Una geografía que en la novela latinoamericana ha sido siempre por sí misma un personaje, como el mismo Vargas Llosa vuelve a probarlo en tantas otras de sus novelas; geografía de inmensidades, páramos, serranías, selva, poblada por soldados reclutas, chulos, aventureros, misioneros, caucheros, prostitutas, contrabandistas, farsantes, explotadores, recurrente en Pantaleón y las visitadoras, de 1973, El Hablador, de 1983, Lituma en los Andes, de 1993, hasta El sueño del celta, de 2010.
Es un mundo que no deja de ser nunca picaresco, desde luego que sus personajes surgen de la entraña popular, pero que nos revela que esa geografía no se queda en paisaje; y, lejos de toda inocencia, se ampara en ella la oscuridad de la explotación más inicua, como la que ejecuta la compañía Arana en los campamentos caucheros del Amazona contra las tribus indígenas, todo un genocidio patente a los ojos de Roger Casement, el idealista de El sueño del celta, y que ya se hallaba en el relato de La vorágine de José Eustacio Rivera, novela de 1924.
Nostalgia por La Casa verde, y doble nostalgia de lector por Conversación en la catedral, su novela de 1969, periodistas gacetilleros, policías secretos, cabareteras, estudiantes insurrectos, cantinas, burdeles, la dictadura gris del general Odría.
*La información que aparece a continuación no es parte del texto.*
use scraper::{Html, Selector};
use thiserror::Error;

#[derive(Debug, Clone, PartialEq, Eq, Error)]
pub enum ExtractError {
    #[error("invalid selector '{selector}': {message}")]
    InvalidSelector { selector: String, message: String },
}

/// Pulls the canonical text of the monitored block out of a page.
///
/// `None` means the block is missing, which callers treat as "nothing to
/// report" rather than a failure. A present but empty block is `Some("")`.
pub trait Extractor: Send + Sync {
    fn extract(&self, html: &str) -> Option<String>;
}

/// Returns the trimmed text of the first element matching a CSS selector.
#[derive(Debug, Clone)]
pub struct BlockExtractor {
    selector: Selector,
    source: String,
}

impl BlockExtractor {
    pub const DEFAULT_SELECTOR: &'static str = "div.post";

    pub fn new(selector: &str) -> Result<Self, ExtractError> {
        let parsed = Selector::parse(selector).map_err(|err| ExtractError::InvalidSelector {
            selector: selector.to_string(),
            message: err.to_string(),
        })?;
        Ok(Self {
            selector: parsed,
            source: selector.to_string(),
        })
    }

    pub fn selector(&self) -> &str {
        &self.source
    }
}

impl Default for BlockExtractor {
    fn default() -> Self {
        Self::new(Self::DEFAULT_SELECTOR).expect("default selector parses")
    }
}

impl Extractor for BlockExtractor {
    fn extract(&self, html: &str) -> Option<String> {
        // html5ever recovers from any malformed input, so this never fails.
        let doc = Html::parse_document(html);
        let node = doc.select(&self.selector).next()?;
        // An existing but empty block is a real state and is reported as "".
        let text = node.text().collect::<String>();
        Some(text.trim().to_string())
    }
}
//! Logger initialization for the pagewatch binary.

use std::fs::{File, OpenOptions};
use std::path::{Path, PathBuf};

use log::LevelFilter;
use simplelog::{
    ColorChoice, CombinedLogger, Config, ConfigBuilder, SharedLogger, TermLogger, TerminalMode,
    WriteLogger,
};

/// Destination for log output.
#[derive(Debug, Clone)]
pub enum LogDestination {
    /// Append to the given file.
    File(PathBuf),
    /// Write to terminal (stderr for warnings and errors).
    Terminal,
    /// Write to both the file and the terminal.
    Both(PathBuf),
}

/// Initialize the global logger. Safe to call more than once; later calls
/// are ignored.
pub fn initialize(destination: LogDestination, level: LevelFilter) {
    let config = build_config();

    let loggers: Vec<Box<dyn SharedLogger>> = match destination {
        LogDestination::File(path) => match create_file_logger(&path, level, config.clone()) {
            Some(file_logger) => vec![file_logger],
            // Losing all output is worse than logging to the terminal.
            None => vec![term_logger(level, config)],
        },
        LogDestination::Terminal => vec![term_logger(level, config)],
        LogDestination::Both(path) => {
            let mut loggers: Vec<Box<dyn SharedLogger>> =
                vec![term_logger(level, config.clone())];
            if let Some(file_logger) = create_file_logger(&path, level, config) {
                loggers.push(file_logger);
            }
            loggers
        }
    };

    let _ = CombinedLogger::init(loggers);
}

fn build_config() -> Config {
    ConfigBuilder::new()
        .set_time_format_rfc3339()
        .set_target_level(LevelFilter::Error)
        // reqwest and friends are chatty at debug level.
        .add_filter_allow_str("pagewatch")
        .build()
}

fn term_logger(level: LevelFilter, config: Config) -> Box<TermLogger> {
    TermLogger::new(level, config, TerminalMode::Mixed, ColorChoice::Auto)
}

fn create_file_logger(
    path: &Path,
    level: LevelFilter,
    config: Config,
) -> Option<Box<WriteLogger<File>>> {
    match OpenOptions::new().create(true).append(true).open(path) {
        Ok(file) => Some(WriteLogger::new(level, config, file)),
        Err(err) => {
            eprintln!("Warning: Could not open log file at {:?}: {}", path, err);
            None
        }
    }
}
use std::fmt;

use thiserror::Error;

use crate::decode::decode_text;

#[derive(Debug, Clone, PartialEq, Eq)]
pub struct FetchOutput {
    pub bytes: Vec<u8>,
    pub metadata: FetchMetadata,
}

impl FetchOutput {
    /// Body decoded to UTF-8 using the response charset or a detected one.
    pub fn text(&self) -> String {
        decode_text(&self.bytes, self.metadata.content_type.as_deref()).text
    }
}

#[derive(Debug, Clone, PartialEq, Eq)]
pub struct FetchMetadata {
    pub original_url: String,
    pub final_url: String,
    pub status: u16,
    pub content_type: Option<String>,
    pub byte_len: u64,
}

/// A failed fetch. Always carries the URL it was for.
#[derive(Debug, Clone, PartialEq, Eq, Error)]
#[error("fetching {url} failed ({kind}): {message}")]
pub struct FetchError {
    pub url: String,
    pub kind: FailureKind,
    pub message: String,
}

impl FetchError {
    pub(crate) fn new(url: &str, kind: FailureKind, message: impl Into<String>) -> Self {
        Self {
            url: url.to_string(),
            kind,
            message: message.into(),
        }
    }
}

#[derive(Debug, Clone, PartialEq, Eq)]
pub enum FailureKind {
    InvalidUrl,
    HttpStatus(u16),
    Timeout,
    RedirectLimitExceeded,
    TooLarge { max_bytes: u64, actual: Option<u64> },
    UnsupportedContentType { content_type: String },
    Network,
}

impl fmt::Display for FailureKind {
    fn fmt(&self, f: &mut fmt::Formatter<'_>) -> fmt::Result {
        match self {
            FailureKind::InvalidUrl => write!(f, "invalid url"),
            FailureKind::HttpStatus(code) => write!(f, "http status {code}"),
            FailureKind::Timeout => write!(f, "timeout"),
            FailureKind::RedirectLimitExceeded => write!(f, "redirect limit exceeded"),
            FailureKind::TooLarge { max_bytes, actual } => {
                write!(f, "response too large (max {max_bytes}, actual {actual:?})")
            }
            FailureKind::UnsupportedContentType { content_type } => {
                write!(f, "unsupported content type {content_type}")
            }
            FailureKind::Network => write!(f, "network error"),
        }
    }
}
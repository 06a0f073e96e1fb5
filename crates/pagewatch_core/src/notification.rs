use crate::category::{categorize, Category};
use crate::diff::{render_diff_with, truncate_chars, DiffLimits};

/// A change report addressed to the subscribers of one URL.
#[derive(Debug, Clone, PartialEq, Eq)]
pub struct Notification {
    pub url: String,
    pub category: Category,
    /// Rendered diff, or the opening excerpt on first observation.
    pub body: String,
}

impl Notification {
    /// Builds the report for `url` changing from `previous` to `current`.
    /// `previous` is `None` the first time the URL is seen.
    pub fn for_change(
        url: &str,
        previous: Option<&str>,
        current: &str,
        limits: &DiffLimits,
    ) -> Self {
        let rendered = render_diff_with(previous.unwrap_or(""), current, limits);
        Self {
            url: url.to_string(),
            category: categorize(current),
            body: truncate_chars(&rendered, limits.max_chars).to_string(),
        }
    }

    /// Plain-text message handed to the sink.
    pub fn text(&self) -> String {
        format!(
            "🆕 {} {} detected\n🔗 {}\n\n{}",
            self.category.icon(),
            self.category.label(),
            self.url,
            self.body
        )
    }
}
//! pagewatch: polls web pages and reports changes to subscribers.

mod commands;
mod config;
mod logging;

use std::path::PathBuf;

use anyhow::{Context, Result};
use clap::{Parser, Subcommand};
use log::LevelFilter;
use pagewatch_engine::SnapshotFile;

use crate::config::AppConfig;

#[derive(Parser, Debug)]
#[command(name = "pagewatch", version, about = "Watches web pages for changes")]
struct Cli {
    #[arg(short, long, default_value = "pagewatch.toml")]
    config: PathBuf,

    /// Log at debug level regardless of the config file.
    #[arg(short, long, global = true)]
    verbose: bool,

    #[command(subcommand)]
    command: Command,
}

#[derive(Subcommand, Debug)]
enum Command {
    /// Poll until interrupted with Ctrl-C
    Run,
    /// Run a single poll tick and exit
    Once,
    /// Start tracking a URL for a subscriber
    Add { subscriber: String, url: String },
    /// Stop tracking a URL, or drop the subscriber entirely when no URL is given
    Remove {
        subscriber: String,
        url: Option<String>,
    },
    /// Suspend notifications for a subscriber
    Pause { subscriber: String },
    /// Resume notifications for a subscriber
    Resume { subscriber: String },
    /// Show subscriptions and what has been observed so far
    List,
}

#[tokio::main]
async fn main() -> Result<()> {
    let cli = Cli::parse();

    let config = AppConfig::load(&cli.config)
        .with_context(|| format!("failed to load config {:?}", cli.config))?;
    let level = if cli.verbose {
        LevelFilter::Debug
    } else {
        config.level_filter()?
    };
    logging::initialize(config.log_destination(), level);

    let file = SnapshotFile::new(&config.snapshot_path);

    match cli.command {
        Command::Run => commands::run(&config, file).await?,
        Command::Once => commands::once(&config, file).await?,
        Command::Add { subscriber, url } => {
            commands::edit_subscriptions(&file, |book| book.subscribe(&subscriber, &url))?;
            println!("Added for monitoring: {url}");
        }
        Command::Remove {
            subscriber,
            url: Some(url),
        } => {
            commands::edit_subscriptions(&file, |book| book.unsubscribe(&subscriber, &url))?;
            println!("Stopped monitoring {url} for {subscriber}");
        }
        Command::Remove {
            subscriber,
            url: None,
        } => {
            commands::edit_subscriptions(&file, |book| book.remove_subscriber(&subscriber))?;
            println!("Removed subscriber {subscriber}");
        }
        Command::Pause { subscriber } => {
            let changed = commands::edit_subscriptions(&file, |book| book.pause(&subscriber))?;
            let note = if changed { "Paused" } else { "Already paused:" };
            println!("{note} {subscriber}");
        }
        Command::Resume { subscriber } => {
            let changed = commands::edit_subscriptions(&file, |book| book.resume(&subscriber))?;
            let note = if changed { "Resumed" } else { "Not paused:" };
            println!("{note} {subscriber}");
        }
        Command::List => {
            let (book, resources) = commands::load_state(&file)?.into_parts();
            print!("{}", commands::render_listing(&book, &resources));
        }
    }

    Ok(())
}
use std::time::Duration;

use futures_util::StreamExt;
use reqwest::header::CONTENT_TYPE;

use crate::{FailureKind, FetchError, FetchMetadata, FetchOutput};

/// Sent when no identity is configured. Some sites reject requests with an
/// empty or library-default agent.
pub const DEFAULT_USER_AGENT: &str = concat!(
    "Mozilla/5.0 (compatible; pagewatch/",
    env!("CARGO_PKG_VERSION"),
    ")"
);

#[derive(Debug, Clone)]
pub struct FetchSettings {
    pub connect_timeout: Duration,
    pub request_timeout: Duration,
    pub user_agent: String,
    pub redirect_limit: usize,
    pub max_bytes: u64,
    pub allowed_content_types: Vec<String>,
}

impl Default for FetchSettings {
    fn default() -> Self {
        Self {
            connect_timeout: Duration::from_secs(10),
            request_timeout: Duration::from_secs(10),
            user_agent: DEFAULT_USER_AGENT.to_string(),
            redirect_limit: 5,
            max_bytes: 5 * 1024 * 1024,
            allowed_content_types: ["text/html", "application/xhtml+xml"]
                .map(String::from)
                .to_vec(),
        }
    }
}

/// Single GET of a monitored page. Implementations never retry; the next
/// poll tick is the retry.
#[async_trait::async_trait]
pub trait Fetcher: Send + Sync {
    async fn fetch(&self, url: &str) -> Result<FetchOutput, FetchError>;
}

#[derive(Debug, Clone)]
pub struct ReqwestFetcher {
    settings: FetchSettings,
    client: reqwest::Client,
}

impl ReqwestFetcher {
    pub fn new(settings: FetchSettings) -> Result<Self, reqwest::Error> {
        let user_agent = if settings.user_agent.trim().is_empty() {
            DEFAULT_USER_AGENT
        } else {
            settings.user_agent.as_str()
        };

        let client = reqwest::Client::builder()
            .connect_timeout(settings.connect_timeout)
            .timeout(settings.request_timeout)
            .user_agent(user_agent)
            .redirect(reqwest::redirect::Policy::limited(settings.redirect_limit))
            .build()?;

        Ok(Self { settings, client })
    }

    fn too_large(&self, url: &str, observed: u64) -> FetchError {
        FetchError::new(
            url,
            FailureKind::TooLarge {
                max_bytes: self.settings.max_bytes,
                actual: Some(observed),
            },
            format!("page exceeds {} bytes", self.settings.max_bytes),
        )
    }

    /// Drains the body, giving up as soon as the cap is crossed.
    async fn read_capped(
        &self,
        url: &str,
        response: reqwest::Response,
    ) -> Result<Vec<u8>, FetchError> {
        let mut body = Vec::new();
        let mut chunks = response.bytes_stream();
        while let Some(chunk) = chunks.next().await {
            let chunk = chunk.map_err(|err| map_reqwest_error(url, err))?;
            let received = (body.len() + chunk.len()) as u64;
            if received > self.settings.max_bytes {
                return Err(self.too_large(url, received));
            }
            body.extend_from_slice(&chunk);
        }
        Ok(body)
    }
}

/// Compares only the media type, so `text/html; charset=utf-8` matches
/// `text/html`.
fn media_type_allowed(allowed: &[String], header: &str) -> bool {
    let media_type = header.split(';').next().unwrap_or_default().trim();
    allowed
        .iter()
        .any(|candidate| candidate.eq_ignore_ascii_case(media_type))
}

#[async_trait::async_trait]
impl Fetcher for ReqwestFetcher {
    async fn fetch(&self, url: &str) -> Result<FetchOutput, FetchError> {
        let target = reqwest::Url::parse(url)
            .map_err(|err| FetchError::new(url, FailureKind::InvalidUrl, err.to_string()))?;

        let response = self
            .client
            .get(target)
            .send()
            .await
            .map_err(|err| map_reqwest_error(url, err))?;

        let status = response.status();
        if !status.is_success() {
            let code = status.as_u16();
            return Err(FetchError::new(url, FailureKind::HttpStatus(code), status.to_string()));
        }

        match response.content_length() {
            Some(declared) if declared > self.settings.max_bytes => {
                return Err(self.too_large(url, declared));
            }
            _ => {}
        }

        let content_type = response
            .headers()
            .get(CONTENT_TYPE)
            .and_then(|value| value.to_str().ok())
            .map(str::to_owned);
        // Pages without a Content-Type header are still parsed as HTML.
        if let Some(header) = &content_type {
            if !media_type_allowed(&self.settings.allowed_content_types, header) {
                return Err(FetchError::new(
                    url,
                    FailureKind::UnsupportedContentType {
                        content_type: header.clone(),
                    },
                    "not an HTML page",
                ));
            }
        }

        let final_url = response.url().to_string();
        let bytes = self.read_capped(url, response).await?;

        Ok(FetchOutput {
            metadata: FetchMetadata {
                original_url: url.to_owned(),
                final_url,
                status: status.as_u16(),
                content_type,
                byte_len: bytes.len() as u64,
            },
            bytes,
        })
    }
}

fn map_reqwest_error(url: &str, err: reqwest::Error) -> FetchError {
    let kind = if err.is_timeout() {
        FailureKind::Timeout
    } else if err.is_redirect() {
        FailureKind::RedirectLimitExceeded
    } else {
        FailureKind::Network
    };
    FetchError::new(url, kind, err.to_string())
}
//! Pagewatch engine: network, parsing, persistence and the poll loop.
mod decode;
mod extract;
mod fetch;
mod persist;
mod scheduler;
mod sink;
mod types;

pub use decode::{decode_text, DecodedText};
pub use extract::{BlockExtractor, ExtractError, Extractor};
pub use fetch::{FetchSettings, Fetcher, ReqwestFetcher, DEFAULT_USER_AGENT};
pub use persist::{ensure_output_dir, AtomicFileWriter, PersistError, SnapshotFile};
pub use scheduler::{PollSettings, Poller, TickReport};
pub use sink::{DeliveryError, LogSink, NotificationSink, WebhookSink};
pub use types::{FailureKind, FetchError, FetchMetadata, FetchOutput};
Lima la horrible. La más ambiciosa, y a la que llamaría su obra maestra si no entrara en disputa tan cerrada con otros de sus libros como La guerra del fin del mundo, de 1981; o La fiesta del chivo, del 2000. O, mejor, podría decir que la obra maestra de Vargas Llosa se halla articulada en todos sus relatos y novelas escritos a lo largo de seis décadas, entre Los jefes de 1959 y Les dedico mi silencio, de 2023. Una obra total y totalizadora.
Otra dimensión que asegura la trascendencia de esa obra, es que Vargas Llosa se convierte en el cronista del todo latinoamericano, más allá de las fronteras nacionales del Perú, como lo prueban precisamente La guerra del fin del mundo y La fiesta del chivo, junto con Tiempos recios, de 2019.
Buscó las historias que pudieran iluminar ese terrible destino común, que nos persigue desde la independencia, de guerras sin fin y dictaduras militares, fanáticos iluminados y tiranos de tricornio emplumado, la corrupción y el abuso de poder como lacras sin fronteras, desde el sertón brasileño del santón de los yagunzos, Antonio Conselheiro, al siniestro reinado del Generalísimo Rafael Leónidas Trujillo en República Dominicana, al derrocamiento del presidente Jacobo Árbenz en Guatemala, por designio de la United Fruit Company y los hermanos Dulles, para instalar a un dictador obsecuente y mediocre, el coronel Carlos Castillo Armas.
Mario Vargas Llosa, con su muerte, ha cerrado la puerta de la más espléndida época de nuestra literatura. La luz, sin embargo, seguirá encendida.